Popular with the Royal Family and Sir Winston Churchill, the Goring Hotel is the epitome of British refinement.
It was the venue chosen for the celebratory meal after Prince Charles’s christening in 1948 and Queen Mary (the Queen’s grandmother) was said to regularly take tea here, so it should come as little surprise that The Goring Hotel became the first hotel to be awarded Royal Warrant for Hospitality Services by Her Majesty The Queen in 2013.
Step through its grand canopied entrance and you are immediately transported to a different era of British hospitality with the ghosts of the numerous past dignitaries who have stayed here almost doffing their caps at you through the walls – it has effectively served as an annexe to nearby Buckingham Palace for years, in fact Kate Middleton even stayed here the night before her wedding.
Rumours of a secret tunnel linking the palace to the hotel are probably just myth, but the dining room, designed by Viscount Linley, certainly has all the markings of a venue fit for royalty, and the menu is simply tantalising.
Last year the Goring was named Top London Afternoon Tea venue by the UK Tea Guild – it even boasts its own signature blend – but for a truly luxurious evening, treat yourself to dinner, complete with your own sommelier to guide you through the vast wine menu.

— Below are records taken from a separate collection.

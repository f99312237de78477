mod dispatcher;
mod transform;
mod types;

pub use dispatcher::{DispatchGuard, DispatchReport, DispatchSettings, PulseDispatcher};
pub use transform::{
    clamp_proportional, AxisColumns, CorrectionFactors, GuideGeometry, GuidePulseTransform,
    SINGULAR_SIN_THRESHOLD,
};
pub use types::{GuideAxis, GuideDirection, GuideRequest, PhysicalCorrection, PhysicalPulse};
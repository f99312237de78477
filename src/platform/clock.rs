use std::sync::{Mutex, PoisonError};
use std::time::{Duration, Instant};

/// Monotonic time source for the stroke timer and pulse deadlines.
pub trait Clock: Send + Sync {
    /// Time since the clock's own origin.
    fn now(&self) -> Duration;
    fn sleep(&self, duration: Duration);
}

#[derive(Debug)]
pub struct SystemClock {
    origin: Instant,
}

impl SystemClock {
    pub fn new() -> Self {
        Self {
            origin: Instant::now(),
        }
    }
}

impl Default for SystemClock {
    fn default() -> Self {
        Self::new()
    }
}

impl Clock for SystemClock {
    fn now(&self) -> Duration {
        self.origin.elapsed()
    }

    fn sleep(&self, duration: Duration) {
        std::thread::sleep(duration);
    }
}

/// Simulated time: `sleep` advances the clock instead of blocking.
#[derive(Debug, Default)]
pub struct ManualClock {
    now: Mutex<Duration>,
}

impl ManualClock {
    pub fn new() -> Self {
        Self::default()
    }

    pub fn advance(&self, duration: Duration) {
        let mut now = self.now.lock().unwrap_or_else(PoisonError::into_inner);
        *now += duration;
    }
}

impl Clock for ManualClock {
    fn now(&self) -> Duration {
        *self.now.lock().unwrap_or_else(PoisonError::into_inner)
    }

    fn sleep(&self, duration: Duration) {
        self.advance(duration);
    }
}

#[cfg(test)]
mod tests {
    use super::*;

    #[test]
    fn test_manual_clock_sleep_advances() {
        let clock = ManualClock::new();
        assert_eq!(clock.now(), Duration::ZERO);

        clock.sleep(Duration::from_millis(10));
        clock.advance(Duration::from_secs(2));
        assert_eq!(clock.now(), Duration::from_millis(2010));
    }

    #[test]
    fn test_system_clock_is_monotonic() {
        let clock = SystemClock::new();
        let a = clock.now();
        let b = clock.now();
        assert!(b >= a);
    }
}
use clap::{Args, Parser, Subcommand};
use std::process::ExitCode;
use std::sync::Arc;

use eq_platform_adapter::adapter::{Adapter, AdapterOptions};
use eq_platform_adapter::config::{Config, ConfigError};
use eq_platform_adapter::devices::{Devices, SimulatedGuidePort, SimulatedMotor, SimulatedMount};
use eq_platform_adapter::guide::{GuideDirection, GuideGeometry, GuidePulseTransform, GuideRequest};
use eq_platform_adapter::platform::{PlatformConfig, SystemClock};
use eq_platform_adapter::settings::FileSettings;
use eq_platform_adapter::web;

#[derive(Parser)]
#[command(name = "eq-platform-adapter")]
#[command(about = "Drive an alt-az mount on an equatorial platform as one equatorial mount")]
struct Cli {
    #[command(subcommand)]
    command: Commands,
}

#[derive(Subcommand)]
enum Commands {
    /// Validate a configuration file
    Validate { config: String },
    /// Run the control service
    Serve { config: String },
    /// Translate one guide pulse offline
    Transform(TransformArgs),
}

#[derive(Args)]
struct TransformArgs {
    #[arg(long, allow_hyphen_values = true)]
    latitude: f64,
    /// Local sidereal time, hours
    #[arg(long)]
    lst: f64,
    /// Hours
    #[arg(long)]
    ra: f64,
    #[arg(long, allow_hyphen_values = true)]
    dec: f64,
    /// Seconds of tracking so far
    #[arg(long, default_value_t = 0.0)]
    elapsed: f64,
    #[arg(long, default_value_t = 22.0)]
    stroke: f64,
    #[arg(long, value_parser = parse_direction)]
    direction: GuideDirection,
    #[arg(long)]
    duration: u32,
    #[arg(long, default_value_t = 2500)]
    max_pulse: u32,
    /// Print JSON instead of text
    #[arg(long)]
    json: bool,
}

fn parse_direction(s: &str) -> Result<GuideDirection, String> {
    match s.to_ascii_lowercase().as_str() {
        "n" | "north" => Ok(GuideDirection::North),
        "s" | "south" => Ok(GuideDirection::South),
        "e" | "east" => Ok(GuideDirection::East),
        "w" | "west" => Ok(GuideDirection::West),
        _ => Err(format!("unknown direction '{}'", s)),
    }
}

fn main() -> ExitCode {
    env_logger::Builder::from_env(env_logger::Env::default().default_filter_or("info")).init();
    let cli = Cli::parse();

    match cli.command {
        Commands::Validate { config } => validate(&config),
        Commands::Serve { config } => serve(&config),
        Commands::Transform(args) => transform(&args),
    }
}

fn validate(path: &str) -> ExitCode {
    let config = match Config::from_file(path) {
        Ok(c) => c,
        Err(e) => {
            eprintln!("Config error: {}", e);
            return ExitCode::FAILURE;
        }
    };

    println!("Config is valid");
    println!(
        "  stroke: {:.2} deg (settings in {})",
        config.platform.stroke_degrees,
        config.platform.settings_file.display()
    );
    println!(
        "  guide: max pulse {} ms, timeout margin {}",
        config.guide.max_pulse_ms,
        humantime::format_duration(config.guide.timeout_margin)
    );
    match &config.simulator {
        Some(sim) => println!(
            "  simulator: lat {:.4} lon {:.4}",
            sim.latitude_deg, sim.longitude_deg
        ),
        None => println!("  simulator: not configured"),
    }
    println!("  web: {} ({} API keys)", config.web.bind, config.api_keys.len());
    ExitCode::SUCCESS
}

fn build_adapter(config: &Config) -> Result<Adapter, ConfigError> {
    let sim = config.simulator()?;
    let clock = Arc::new(SystemClock::new());

    let mount = SimulatedMount::new(sim.site(), sim.ra_hours, sim.dec_deg);
    let port = SimulatedGuidePort::new(clock.clone());
    let mut devices = Devices::new(Box::new(mount), Box::new(port));
    if sim.motor {
        devices = devices.with_motor(Box::new(SimulatedMotor::new()));
    }

    let settings = Arc::new(FileSettings::new(config.platform.settings_file.clone()));
    let options = AdapterOptions {
        default_stroke_degrees: config.platform.stroke_degrees,
        max_pulse_ms: config.guide.max_pulse_ms,
        dispatch: config.guide.dispatch_settings(),
    };
    Ok(Adapter::new(devices, settings, clock, options))
}

fn serve(path: &str) -> ExitCode {
    let config = match Config::from_file(path) {
        Ok(c) => c,
        Err(e) => {
            eprintln!("Config error: {}", e);
            return ExitCode::FAILURE;
        }
    };

    let adapter = match build_adapter(&config) {
        Ok(a) => Arc::new(a),
        Err(e) => {
            eprintln!("Config error: {}", e);
            return ExitCode::FAILURE;
        }
    };

    let runtime = match tokio::runtime::Runtime::new() {
        Ok(r) => r,
        Err(e) => {
            eprintln!("Failed to start runtime: {}", e);
            return ExitCode::FAILURE;
        }
    };

    match runtime.block_on(web::run_server(config, adapter)) {
        Ok(()) => ExitCode::SUCCESS,
        Err(e) => {
            eprintln!("Server error: {}", e);
            ExitCode::FAILURE
        }
    }
}

fn transform(args: &TransformArgs) -> ExitCode {
    let config = match PlatformConfig::new(args.stroke) {
        Ok(c) => c,
        Err(e) => {
            eprintln!("{}", e);
            return ExitCode::FAILURE;
        }
    };

    let tilt_deg = args.elapsed * eq_platform_adapter::geometry::SIDEREAL_DEGREES_PER_SECOND
        - config.stroke_degrees() / 2.0;
    let geometry = GuideGeometry {
        latitude_deg: args.latitude,
        lst_hours: args.lst,
        ra_hours: args.ra,
        dec_deg: args.dec,
        tilt_deg,
    };

    let transform = GuidePulseTransform::new(args.max_pulse);
    let factors = transform.factors(&geometry);
    let correction = transform.transform(
        GuideRequest::from_direction(args.direction, args.duration),
        &geometry,
    );

    if args.json {
        let output = serde_json::json!({
            "sky": geometry.sky_position(),
            "tilt_deg": tilt_deg,
            "factors": factors,
            "correction": correction,
            "pulses": correction.pulses().into_iter().flatten().collect::<Vec<_>>(),
        });
        match serde_json::to_string_pretty(&output) {
            Ok(s) => println!("{}", s),
            Err(e) => {
                eprintln!("Serialization error: {}", e);
                return ExitCode::FAILURE;
            }
        }
        return ExitCode::SUCCESS;
    }

    let sky = geometry.sky_position();
    println!(
        "Target alt {:.3} az {:.3}, hour angle {:.3} deg, tilt {:.3} deg",
        sky.altitude_deg, sky.azimuth_deg, sky.hour_angle_deg, tilt_deg
    );
    println!(
        "Factors k_rr {:.4} k_rd {:.4} k_dr {:.4} k_dd {:.4}{}",
        factors.k_rr,
        factors.k_rd,
        factors.k_dr,
        factors.k_dd,
        if factors.singular { " (singular)" } else { "" }
    );
    let pulses: Vec<_> = correction.pulses().into_iter().flatten().collect();
    if pulses.is_empty() {
        println!("No physical pulse");
    }
    for pulse in pulses {
        println!("  {} {} ms", pulse.direction, pulse.duration_ms);
    }
    ExitCode::SUCCESS
}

The menu is seasonal – although the Queen Mother supposedly favoured the Eggs Drumkilbo, so they make a constant appearance – and chef Shay Cooper has a way of creating flavoursome dishes that surprise and delight in equal measure – the seafood stew was not at all how we imagined it but it was nonetheless mouth-wateringly tasty.
You might also want to treat yourself to one of the plates that are carved in the room – we’d recommend the Beef Wellington if it’s on, and whatever you do, don’t miss the Champagne trolley, nor the cheese selection for that matter, which is one of the best we’ve ever tried.
The genteel refinement of the Goring is unbeatable and while you’re sat in the Edwardian dining room, supping on Champers and soaking up the atmosphere, spare a thought for the time Winston Churchill, whose mother once lived here, was spotted lifting the French Prime Minister Daladier off the floor by his lapels, as Chamberlain looked on. Or perhaps you can reflect on the hotel’s fascinating link to the First World War when it was used as the command centre for the Chief of Allied Forces, with a direct telephone link between General Pershing and President Wilson.
Altogether it’s a historic hotel that has lost none of its appeal over the past 100 years.